*** Provided material Section Begins ***

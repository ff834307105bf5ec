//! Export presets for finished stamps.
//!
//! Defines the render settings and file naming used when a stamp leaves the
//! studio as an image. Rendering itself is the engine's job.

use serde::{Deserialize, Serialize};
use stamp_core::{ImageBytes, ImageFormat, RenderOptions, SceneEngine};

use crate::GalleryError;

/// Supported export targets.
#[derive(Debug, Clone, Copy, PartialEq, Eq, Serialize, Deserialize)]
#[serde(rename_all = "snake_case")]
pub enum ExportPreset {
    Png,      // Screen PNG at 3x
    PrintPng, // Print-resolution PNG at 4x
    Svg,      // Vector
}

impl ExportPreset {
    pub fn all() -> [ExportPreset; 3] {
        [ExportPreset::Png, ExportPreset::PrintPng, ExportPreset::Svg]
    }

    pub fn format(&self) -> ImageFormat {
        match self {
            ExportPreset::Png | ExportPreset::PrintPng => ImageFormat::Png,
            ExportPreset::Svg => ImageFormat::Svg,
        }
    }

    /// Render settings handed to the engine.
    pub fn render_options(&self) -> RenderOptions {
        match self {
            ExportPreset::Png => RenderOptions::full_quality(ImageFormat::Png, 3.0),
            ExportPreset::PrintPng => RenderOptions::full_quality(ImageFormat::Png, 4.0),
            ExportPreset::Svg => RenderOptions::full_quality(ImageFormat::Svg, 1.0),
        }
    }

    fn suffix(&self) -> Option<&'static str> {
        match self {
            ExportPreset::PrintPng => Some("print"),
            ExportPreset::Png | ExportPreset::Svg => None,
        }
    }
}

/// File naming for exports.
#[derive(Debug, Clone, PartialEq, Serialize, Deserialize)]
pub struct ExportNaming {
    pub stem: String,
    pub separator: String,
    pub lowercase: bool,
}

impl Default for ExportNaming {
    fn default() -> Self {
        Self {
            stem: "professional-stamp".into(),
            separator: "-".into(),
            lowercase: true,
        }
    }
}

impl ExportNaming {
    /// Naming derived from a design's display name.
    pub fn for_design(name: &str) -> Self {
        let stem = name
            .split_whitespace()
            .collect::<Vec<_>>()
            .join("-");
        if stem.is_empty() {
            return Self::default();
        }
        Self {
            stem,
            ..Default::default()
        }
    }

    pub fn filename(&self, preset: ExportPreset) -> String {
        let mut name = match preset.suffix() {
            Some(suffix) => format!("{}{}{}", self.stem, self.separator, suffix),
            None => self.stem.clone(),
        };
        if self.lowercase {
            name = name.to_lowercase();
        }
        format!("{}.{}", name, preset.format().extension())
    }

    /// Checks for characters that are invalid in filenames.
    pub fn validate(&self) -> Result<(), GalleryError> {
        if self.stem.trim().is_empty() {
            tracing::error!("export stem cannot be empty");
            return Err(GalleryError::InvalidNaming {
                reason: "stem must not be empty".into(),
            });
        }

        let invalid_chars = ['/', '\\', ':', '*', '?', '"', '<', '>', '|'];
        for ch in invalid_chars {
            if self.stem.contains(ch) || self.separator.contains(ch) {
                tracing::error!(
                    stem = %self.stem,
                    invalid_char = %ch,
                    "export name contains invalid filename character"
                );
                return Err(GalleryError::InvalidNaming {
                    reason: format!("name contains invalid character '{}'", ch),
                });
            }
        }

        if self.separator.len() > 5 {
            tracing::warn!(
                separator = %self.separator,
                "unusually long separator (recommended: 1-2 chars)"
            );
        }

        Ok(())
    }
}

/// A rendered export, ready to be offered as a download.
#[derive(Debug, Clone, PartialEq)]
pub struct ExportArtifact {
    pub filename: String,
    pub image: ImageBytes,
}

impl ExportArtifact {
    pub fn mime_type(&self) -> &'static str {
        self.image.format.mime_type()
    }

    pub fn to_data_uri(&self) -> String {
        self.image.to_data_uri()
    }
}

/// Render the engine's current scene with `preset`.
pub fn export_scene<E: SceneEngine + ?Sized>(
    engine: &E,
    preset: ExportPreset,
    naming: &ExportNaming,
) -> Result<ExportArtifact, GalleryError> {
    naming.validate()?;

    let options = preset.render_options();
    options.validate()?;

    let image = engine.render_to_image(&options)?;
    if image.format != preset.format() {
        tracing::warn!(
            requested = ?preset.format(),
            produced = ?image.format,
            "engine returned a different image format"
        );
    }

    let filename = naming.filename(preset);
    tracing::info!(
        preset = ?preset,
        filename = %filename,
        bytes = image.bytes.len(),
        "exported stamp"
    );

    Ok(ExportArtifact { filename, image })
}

*** Provided material Section Ends ***

(What you are asked to do) The records shown above are to be retyped exactly, with none omitted.

(Exercise answer)
repository ff834307105bf5ec
//! Export presets for finished stamps.
//!
//! Defines the render settings and file naming used when a stamp leaves the
//! studio as an image. Rendering itself is the engine's job.

use serde::{Deserialize, Serialize};
use stamp_core::{ImageBytes, ImageFormat, RenderOptions, SceneEngine};

use crate::GalleryError;

/// Supported export targets.
#[derive(Debug, Clone, Copy, PartialEq, Eq, Serialize, Deserialize)]
#[serde(rename_all = "snake_case")]
pub enum ExportPreset {
    Png,      // Screen PNG at 3x
    PrintPng, // Print-resolution PNG at 4x
    Svg,      // Vector
}

impl ExportPreset {
    pub fn all() -> [ExportPreset; 3] {
        [ExportPreset::Png, ExportPreset::PrintPng, ExportPreset::Svg]
    }

    pub fn format(&self) -> ImageFormat {
        match self {
            ExportPreset::Png | ExportPreset::PrintPng => ImageFormat::Png,
            ExportPreset::Svg => ImageFormat::Svg,
        }
    }

    /// Render settings handed to the engine.
    pub fn render_options(&self) -> RenderOptions {
        match self {
            ExportPreset::Png => RenderOptions::full_quality(ImageFormat::Png, 3.0),
            ExportPreset::PrintPng => RenderOptions::full_quality(ImageFormat::Png, 4.0),
            ExportPreset::Svg => RenderOptions::full_quality(ImageFormat::Svg, 1.0),
        }
    }

    fn suffix(&self) -> Option<&'static str> {
        match self {
            ExportPreset::PrintPng => Some("print"),
            ExportPreset::Png | ExportPreset::Svg => None,
        }
    }
}

/// File naming for exports.
#[derive(Debug, Clone, PartialEq, Serialize, Deserialize)]
pub struct ExportNaming {
    pub stem: String,
    pub separator: String,
    pub lowercase: bool,
}

impl Default for ExportNaming {
    fn default() -> Self {
        Self {
            stem: "professional-stamp".into(),
            separator: "-".into(),
            lowercase: true,
        }
    }
}

impl ExportNaming {
    /// Naming derived from a design's display name.
    pub fn for_design(name: &str) -> Self {
        let stem = name
            .split_whitespace()
            .collect::<Vec<_>>()
            .join("-");
        if stem.is_empty() {
            return Self::default();
        }
        Self {
            stem,
            ..Default::default()
        }
    }

    pub fn filename(&self, preset: ExportPreset) -> String {
        let mut name = match preset.suffix() {
            Some(suffix) => format!("{}{}{}", self.stem, self.separator, suffix),
            None => self.stem.clone(),
        };
        if self.lowercase {
            name = name.to_lowercase();
        }
        format!("{}.{}", name, preset.format().extension())
    }

    /// Checks for characters that are invalid in filenames.
    pub fn validate(&self) -> Result<(), GalleryError> {
        if self.stem.trim().is_empty() {
            tracing::error!("export stem cannot be empty");
            return Err(GalleryError::InvalidNaming {
                reason: "stem must not be empty".into(),
            });
        }

        let invalid_chars = ['/', '\\', ':', '*', '?', '"', '<', '>', '|'];
        for ch in invalid_chars {
            if self.stem.contains(ch) || self.separator.contains(ch) {
                tracing::error!(
                    stem = %self.stem,
                    invalid_char = %ch,
                    "export name contains invalid filename character"
                );
                return Err(GalleryError::InvalidNaming {
                    reason: format!("name contains invalid character '{}'", ch),
                });
            }
        }

        if self.separator.len() > 5 {
            tracing::warn!(
                separator = %self.separator,
                "unusually long separator (recommended: 1-2 chars)"
            );
        }

        Ok(())
    }
}

/// A rendered export, ready to be offered as a download.
#[derive(Debug, Clone, PartialEq)]
pub struct ExportArtifact {
    pub filename: String,
    pub image: ImageBytes,
}

impl ExportArtifact {
    pub fn mime_type(&self) -> &'static str {
        self.image.format.mime_type()
    }

    pub fn to_data_uri(&self) -> String {
        self.image.to_data_uri()
    }
}

/// Render the engine's current scene with `preset`.
pub fn export_scene<E: SceneEngine + ?Sized>(
    engine: &E,
    preset: ExportPreset,
    naming: &ExportNaming,
) -> Result<ExportArtifact, GalleryError> {
    naming.validate()?;

    let options = preset.render_options();
    options.validate()?;

    let image = engine.render_to_image(&options)?;
    if image.format != preset.format() {
        tracing::warn!(
            requested = ?preset.format(),
            produced = ?image.format,
            "engine returned a different image format"
        );
    }

    let filename = naming.filename(preset);
    tracing::info!(
        preset = ?preset,
        filename = %filename,
        bytes = image.bytes.len(),
        "exported stamp"
    );

    Ok(ExportArtifact { filename, image })
}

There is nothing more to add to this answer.